Wie so viele Schauspieler brauchte wohl auch Hugh Jackman nur den richtigen Film, um der Welt zu zeigen, was für ein großartiger Schauspieler in ihm steckt. „Prisoners“ ist dieser Film. Jackman erblüht in der Rolle des zornigen Familienvaters nach seiner sehr guten Leistung in Les Misérables im letzten Jahr erneut zum heißen Oscar-Kandidaten und erbringt eine unglaublich fesselnde Leistung, von der man auch nur keine Sekunde die Augen lassen kann. Die zweite Hauptrolle (!) spielt Jake Gyllenhaal, der ebenfalls einen guten Job macht und den Film auch alleine auf seinen Schultern hätte tragen können – was er allerdings nicht muss, denn neben Jackman trumpfen auch noch Terrence Howard, Viola Davis, Maria Bello, Paul Dani und eine fast nicht wiederzuerkennende Melissa Leo mit starken Darbietungen auf.

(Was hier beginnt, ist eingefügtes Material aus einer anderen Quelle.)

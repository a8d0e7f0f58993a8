//! Saga error types.

use common::EntityId;
use domain::DomainError;
use messaging::ChannelError;
use thiserror::Error;

use crate::state::SagaStatus;

/// Errors that can occur during saga operations.
#[derive(Debug, Error)]
pub enum SagaError {
    /// Saga is in an invalid state for the requested operation.
    #[error("Invalid saga state: expected {expected}, actual {actual}")]
    InvalidState { expected: String, actual: SagaStatus },

    /// A saga instance for this entity is still running.
    #[error("Saga {saga_type} already running for {correlation_id}")]
    AlreadyStarted {
        saga_type: &'static str,
        correlation_id: EntityId,
    },

    /// The saga record was modified by someone else since it was loaded.
    #[error(
        "Concurrency conflict for saga {saga_type}/{correlation_id}: expected version {expected}, found {actual}"
    )]
    ConcurrencyConflict {
        saga_type: String,
        correlation_id: EntityId,
        expected: u64,
        actual: u64,
    },

    /// Orchestrator configuration is unusable.
    #[error("Invalid configuration: {0}")]
    Config(String),

    /// Credentials store error.
    #[error("Credentials store error: {0}")]
    CredentialsStore(String),

    /// Profile store error.
    #[error("Profile store error: {0}")]
    ProfileStore(String),

    /// Social graph store error.
    #[error("Graph store error: {0}")]
    GraphStore(String),

    /// Engagement event log or report store error.
    #[error("Engagement store error: {0}")]
    EngagementStore(String),

    /// Message channel error.
    #[error("Channel error: {0}")]
    Channel(#[from] ChannelError),

    /// Domain validation error.
    #[error("Domain error: {0}")]
    Domain(#[from] DomainError),

    /// Serialization error.
    #[error("Serialization error: {0}")]
    Serialization(#[from] serde_json::Error),

    /// Database error from the saga repository.
    #[error("Database error: {0}")]
    Database(#[from] sqlx::Error),

    /// Database migration error.
    #[error("Migration error: {0}")]
    Migration(#[from] sqlx::migrate::MigrateError),
}

/// Convenience type alias for saga results.
pub type Result<T> = std::result::Result<T, SagaError>;
//! User snapshot shared by the user-creation saga participants.

use common::EntityId;
use serde::{Deserialize, Serialize};

use crate::DomainError;

const MIN_USERNAME_LEN: usize = 3;
const MAX_USERNAME_LEN: usize = 30;
const MIN_PASSWORD_LEN: usize = 8;

#[derive(Debug, Clone, Copy, PartialEq, Eq, Hash, Serialize, Deserialize)]
pub enum Gender {
    Male,
    Female,
}

/// Account kind. Business accounts carry a company instead of a person.
#[derive(Debug, Clone, Copy, PartialEq, Eq, Hash, Serialize, Deserialize, Default)]
pub enum UserType {
    #[default]
    Regular,
    Business,
}

/// A registered user as carried through the user-creation saga.
///
/// Each participating service keeps only the slice it owns: the
/// credentials service keeps username and password, the profile service
/// the personal data, the graph service a node keyed by `id`.
#[derive(Debug, Clone, PartialEq, Eq, Serialize, Deserialize)]
pub struct User {
    pub id: EntityId,
    #[serde(default)]
    pub first_name: String,
    #[serde(default)]
    pub last_name: String,
    pub gender: Option<Gender>,
    #[serde(default)]
    pub age: u32,
    #[serde(default)]
    pub residence: String,
    pub email: String,
    pub username: String,
    /// Password hash as produced by the registering service.
    pub password: String,
    pub user_type: UserType,
    /// Public profiles can be followed without approval.
    pub visibility: bool,
    #[serde(default, skip_serializing_if = "Option::is_none")]
    pub company_name: Option<String>,
    #[serde(default, skip_serializing_if = "Option::is_none")]
    pub website: Option<String>,
}

impl User {
    /// Starts building a regular (personal) account.
    pub fn regular(username: impl Into<String>) -> UserBuilder {
        UserBuilder::new(UserType::Regular, username.into())
    }

    /// Starts building a business account.
    pub fn business(username: impl Into<String>) -> UserBuilder {
        UserBuilder::new(UserType::Business, username.into())
    }

    /// Returns true for private accounts.
    pub fn is_private(&self) -> bool {
        !self.visibility
    }

    /// Checks the invariants every service relies on.
    pub fn validate(&self) -> Result<(), DomainError> {
        let len = self.username.chars().count();
        if !(MIN_USERNAME_LEN..=MAX_USERNAME_LEN).contains(&len) {
            return Err(DomainError::user(
                "username",
                format!("must be {MIN_USERNAME_LEN}-{MAX_USERNAME_LEN} characters"),
            ));
        }
        if !self
            .username
            .chars()
            .all(|c| c.is_ascii_alphanumeric() || c == '_' || c == '.')
        {
            return Err(DomainError::user(
                "username",
                "may only contain letters, digits, '_' and '.'",
            ));
        }

        match self.email.split_once('@') {
            Some((local, host)) if !local.is_empty() && host.contains('.') => {}
            _ => return Err(DomainError::user("email", "is not a valid address")),
        }

        if self.password.chars().count() < MIN_PASSWORD_LEN {
            return Err(DomainError::user(
                "password",
                format!("must be at least {MIN_PASSWORD_LEN} characters"),
            ));
        }

        match self.user_type {
            UserType::Regular => {
                if self.first_name.trim().is_empty() {
                    return Err(DomainError::user("first_name", "is required"));
                }
                if self.last_name.trim().is_empty() {
                    return Err(DomainError::user("last_name", "is required"));
                }
                if self.gender.is_none() {
                    return Err(DomainError::user("gender", "is required"));
                }
                if self.age == 0 {
                    return Err(DomainError::user("age", "must be positive"));
                }
            }
            UserType::Business => {
                let company = self.company_name.as_deref().unwrap_or_default();
                if company.trim().is_empty() {
                    return Err(DomainError::user("company_name", "is required"));
                }
            }
        }

        Ok(())
    }
}

/// Builder for [`User`]; `build` validates the result.
#[derive(Debug, Clone)]
pub struct UserBuilder {
    user: User,
}

impl UserBuilder {
    fn new(user_type: UserType, username: String) -> Self {
        Self {
            user: User {
                id: EntityId::new(),
                first_name: String::new(),
                last_name: String::new(),
                gender: None,
                age: 0,
                residence: String::new(),
                email: String::new(),
                username,
                password: String::new(),
                user_type,
                visibility: true,
                company_name: None,
                website: None,
            },
        }
    }

    pub fn id(mut self, id: EntityId) -> Self {
        self.user.id = id;
        self
    }

    pub fn name(mut self, first: impl Into<String>, last: impl Into<String>) -> Self {
        self.user.first_name = first.into();
        self.user.last_name = last.into();
        self
    }

    pub fn gender(mut self, gender: Gender) -> Self {
        self.user.gender = Some(gender);
        self
    }

    pub fn age(mut self, age: u32) -> Self {
        self.user.age = age;
        self
    }

    pub fn residence(mut self, residence: impl Into<String>) -> Self {
        self.user.residence = residence.into();
        self
    }

    pub fn email(mut self, email: impl Into<String>) -> Self {
        self.user.email = email.into();
        self
    }

    pub fn password(mut self, password: impl Into<String>) -> Self {
        self.user.password = password.into();
        self
    }

    pub fn private(mut self) -> Self {
        self.user.visibility = false;
        self
    }

    pub fn company(mut self, name: impl Into<String>, website: Option<String>) -> Self {
        self.user.company_name = Some(name.into());
        self.user.website = website;
        self
    }

    /// Validates and returns the user.
    pub fn build(self) -> Result<User, DomainError> {
        self.user.validate()?;
        Ok(self.user)
    }
}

„Prisoners“ ist vor allem eins sensationelles Schauspielkino und wertet mit tollen Bildern eine sonst eher durchschnittliche Thriller-Handlung auf. Dennoch ist es ein Film der einen noch lange nach dem Filmgenuss nicht so schnell wieder loslässt und auch bei einer Zweitsichtung noch gut funktioniert. Angesicht der herausragenden Casts und das der Film als Charakterdrama sehr gut funktioniert, ist er letzten Endes doch im oberen Feld einzusortieren. Denke von Denis Villeneuve wird man noch viel hören.